The most common reason for shifting to bottle feed/formula is ‘not enough milk’. All mothers feel that their baby is not getting enough milk, but the only indicator of adequacy of feeding is weight gain. A baby who is gaining more than 30 gm/day after the first seven to ten days of life is getting adequate feeds. A mother will always produce enough milk to satisfy the baby’s demand. Remember the following points: feed the baby when he/she is hungry; the more you feed the baby, the more milk will be produced; make sure that both breasts are used equally; offer both breasts at each feed; switch between breasts midfeed; start new feed on alternate breasts.

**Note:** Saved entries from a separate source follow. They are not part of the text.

//! Mock implementations for testing.

use std::collections::VecDeque;
use std::sync::atomic::{AtomicUsize, Ordering};
use std::sync::Arc;

use async_trait::async_trait;
use chrono::{DateTime, Utc};
use parking_lot::Mutex;
use pirsch_core::{
    ActiveVisitorStats, AvgTimeSpentStats, ConversionStats, DimensionStats, EntryStats, Error,
    Event, EventStats, ExitStats, PageStats, PageView, Query, Result, ScreenSizeStats, Session,
    Store, TotalVisitorSessionStats, TotalVisitorStats, UserAgent,
};
use tokio::sync::watch;

/// Canned results returned by the select methods.
#[derive(Debug, Clone, Default)]
pub struct Canned {
    /// Popped in order by `count`; zero once empty.
    pub counts: VecDeque<u64>,
    pub page_stats: Vec<PageStats>,
    pub entry_stats: Vec<EntryStats>,
    pub exit_stats: Vec<ExitStats>,
    pub totals: Vec<TotalVisitorSessionStats>,
    pub time_spent: Vec<AvgTimeSpentStats>,
    pub conversion: ConversionStats,
    pub dimensions: Vec<DimensionStats>,
    pub screen_sizes: Vec<ScreenSizeStats>,
    pub active_visitors: Vec<ActiveVisitorStats>,
    pub events: Vec<EventStats>,
    pub total_visitors: TotalVisitorStats,
}

/// Store that keeps saved rows in memory.
///
/// This implements the same `Store` trait as `ClickHouseStore`, so the
/// tracker and the analyzer run their production code paths against it.
#[derive(Clone)]
pub struct MockStore {
    page_views: Arc<Mutex<Vec<PageView>>>,
    sessions: Arc<Mutex<Vec<Session>>>,
    events: Arc<Mutex<Vec<Event>>>,
    user_agents: Arc<Mutex<Vec<UserAgent>>>,
    queries: Arc<Mutex<Vec<Query>>>,
    canned: Arc<Mutex<Canned>>,
    stored_session: Arc<Mutex<Option<Session>>>,
    /// Simulate insert failures if set.
    should_fail: Arc<Mutex<bool>>,
    /// Simulate session lookup failures if set.
    lookup_fails: Arc<Mutex<bool>>,
    /// Saves wait while the gate is closed.
    gate: Arc<watch::Sender<bool>>,
    held: Arc<AtomicUsize>,
}

impl MockStore {
    pub fn new() -> Self {
        let (gate, _) = watch::channel(true);
        Self {
            page_views: Arc::new(Mutex::new(Vec::new())),
            sessions: Arc::new(Mutex::new(Vec::new())),
            events: Arc::new(Mutex::new(Vec::new())),
            user_agents: Arc::new(Mutex::new(Vec::new())),
            queries: Arc::new(Mutex::new(Vec::new())),
            canned: Arc::new(Mutex::new(Canned::default())),
            stored_session: Arc::new(Mutex::new(None)),
            should_fail: Arc::new(Mutex::new(false)),
            lookup_fails: Arc::new(Mutex::new(false)),
            gate: Arc::new(gate),
            held: Arc::new(AtomicUsize::new(0)),
        }
    }

    pub fn page_views(&self) -> Vec<PageView> {
        self.page_views.lock().clone()
    }

    pub fn sessions(&self) -> Vec<Session> {
        self.sessions.lock().clone()
    }

    pub fn events(&self) -> Vec<Event> {
        self.events.lock().clone()
    }

    pub fn user_agents(&self) -> Vec<UserAgent> {
        self.user_agents.lock().clone()
    }

    /// Every query passed to a select method, in call order.
    pub fn queries(&self) -> Vec<Query> {
        self.queries.lock().clone()
    }

    /// Replace the canned select results.
    pub fn set_canned(&self, canned: Canned) {
        *self.canned.lock() = canned;
    }

    /// Session returned by lookups for any visitor.
    pub fn set_stored_session(&self, session: Option<Session>) {
        *self.stored_session.lock() = session;
    }

    /// Set failure mode for testing error handling.
    pub fn set_should_fail(&self, fail: bool) {
        *self.should_fail.lock() = fail;
    }

    pub fn set_lookup_fails(&self, fail: bool) {
        *self.lookup_fails.lock() = fail;
    }

    /// Hold all saves until the gate is opened again.
    pub fn close_gate(&self) {
        self.gate.send_replace(false);
    }

    pub fn open_gate(&self) {
        self.gate.send_replace(true);
    }

    /// Saves currently waiting at the closed gate.
    pub fn held_saves(&self) -> usize {
        self.held.load(Ordering::SeqCst)
    }

    async fn before_save(&self) -> Result<()> {
        let mut gate = self.gate.subscribe();
        self.held.fetch_add(1, Ordering::SeqCst);
        let opened = gate.wait_for(|open| *open).await.map(|_| ());
        self.held.fetch_sub(1, Ordering::SeqCst);
        opened.map_err(|_| Error::internal("mock gate dropped"))?;
        if *self.should_fail.lock() {
            return Err(Error::storage_transient("mock store failure"));
        }
        Ok(())
    }

    fn record(&self, query: &Query) {
        self.queries.lock().push(query.clone());
    }
}

impl Default for MockStore {
    fn default() -> Self {
        Self::new()
    }
}

#[async_trait]
impl Store for MockStore {
    async fn save_page_views(&self, rows: &[PageView]) -> Result<()> {
        self.before_save().await?;
        self.page_views.lock().extend_from_slice(rows);
        Ok(())
    }

    async fn save_sessions(&self, rows: &[Session]) -> Result<()> {
        self.before_save().await?;
        self.sessions.lock().extend_from_slice(rows);
        Ok(())
    }

    async fn save_events(&self, rows: &[Event]) -> Result<()> {
        self.before_save().await?;
        self.events.lock().extend_from_slice(rows);
        Ok(())
    }

    async fn save_user_agents(&self, rows: &[UserAgent]) -> Result<()> {
        self.before_save().await?;
        self.user_agents.lock().extend_from_slice(rows);
        Ok(())
    }

    async fn session(
        &self,
        client_id: u64,
        visitor_id: u64,
        max_age: DateTime<Utc>,
    ) -> Result<Option<Session>> {
        if *self.lookup_fails.lock() {
            return Err(Error::storage_transient("mock lookup failure"));
        }
        Ok(self
            .stored_session
            .lock()
            .clone()
            .filter(|s| s.client_id == client_id && s.visitor_id == visitor_id && s.time > max_age))
    }

    async fn count(&self, query: &Query) -> Result<u64> {
        self.record(query);
        Ok(self.canned.lock().counts.pop_front().unwrap_or_default())
    }

    async fn select_page_stats(
        &self,
        _include_title: bool,
        _include_time_spent: bool,
        query: &Query,
    ) -> Result<Vec<PageStats>> {
        self.record(query);
        Ok(self.canned.lock().page_stats.clone())
    }

    async fn select_entry_stats(&self, _include_title: bool, query: &Query) -> Result<Vec<EntryStats>> {
        self.record(query);
        Ok(self.canned.lock().entry_stats.clone())
    }

    async fn select_exit_stats(&self, _include_title: bool, query: &Query) -> Result<Vec<ExitStats>> {
        self.record(query);
        Ok(self.canned.lock().exit_stats.clone())
    }

    async fn select_total_visitor_session_stats(
        &self,
        query: &Query,
    ) -> Result<Vec<TotalVisitorSessionStats>> {
        self.record(query);
        Ok(self.canned.lock().totals.clone())
    }

    async fn select_avg_time_spent_stats(&self, query: &Query) -> Result<Vec<AvgTimeSpentStats>> {
        self.record(query);
        Ok(self.canned.lock().time_spent.clone())
    }

    async fn get_conversion_stats(&self, query: &Query) -> Result<ConversionStats> {
        self.record(query);
        Ok(self.canned.lock().conversion.clone())
    }

    async fn select_dimension_stats(&self, query: &Query) -> Result<Vec<DimensionStats>> {
        self.record(query);
        Ok(self.canned.lock().dimensions.clone())
    }

    async fn select_screen_size_stats(&self, query: &Query) -> Result<Vec<ScreenSizeStats>> {
        self.record(query);
        Ok(self.canned.lock().screen_sizes.clone())
    }

    async fn select_active_visitor_stats(
        &self,
        _include_title: bool,
        query: &Query,
    ) -> Result<Vec<ActiveVisitorStats>> {
        self.record(query);
        Ok(self.canned.lock().active_visitors.clone())
    }

    async fn select_event_stats(&self, query: &Query) -> Result<Vec<EventStats>> {
        self.record(query);
        Ok(self.canned.lock().events.clone())
    }

    async fn get_total_visitor_stats(&self, query: &Query) -> Result<TotalVisitorStats> {
        self.record(query);
        Ok(self.canned.lock().total_visitors.clone())
    }
}

#[cfg(test)]
mod tests {
    use super::*;

    #[tokio::test]
    async fn test_mock_store_captures_rows() {
        let mock = MockStore::new();
        let row = UserAgent {
            time: Utc::now(),
            user_agent: "Mozilla/5.0".into(),
        };
        mock.save_user_agents(&[row.clone()]).await.unwrap();
        assert_eq!(mock.user_agents(), vec![row]);
    }

    #[tokio::test]
    async fn test_mock_store_failure_mode() {
        let mock = MockStore::new();
        mock.set_should_fail(true);
        let result = mock.save_page_views(&[]).await;
        assert_eq!(result.unwrap_err().code(), "STORE_001");
    }

    #[tokio::test]
    async fn test_mock_store_counts_in_order() {
        let mock = MockStore::new();
        mock.set_canned(Canned {
            counts: VecDeque::from([2, 3]),
            ..Default::default()
        });
        let q = Query {
            sql: "SELECT 1".into(),
            args: vec![],
        };
        assert_eq!(mock.count(&q).await.unwrap(), 2);
        assert_eq!(mock.count(&q).await.unwrap(), 3);
        assert_eq!(mock.count(&q).await.unwrap(), 0);
        assert_eq!(mock.queries().len(), 3);
    }
}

Some mothers would insist that they want to start top feeds once a day to either make the baby used to formula feed or for exigencies when they have to go out. Remember, even single top feed can decrease the amount of breast milk produced; if you want to go out, expressing breast milk is a good option. Invest in a good breast pump that costs up to ` 2000. Expressed milk can be stored at room temperature for four to six hours and in refrigerator for up to 24 hours. Be sure that the expressed milk is given with a katori/ spoon and not a bottle. After six months, the babies don’t need to be given formula; breast feeding needs to be continued on demand and baby should receive semi-solid diet. In fact babies on breast feed don’t need any top milk for the first two years of life. It is recommended that breast-feeding be continued for at least two years or till when we definitely know it is going to confer some benefit. After two years mothers can decide to continue depending on their convenience; in fact some mothers continue breast feeding up to five years.
So, happy breast feeding for a healthy nation!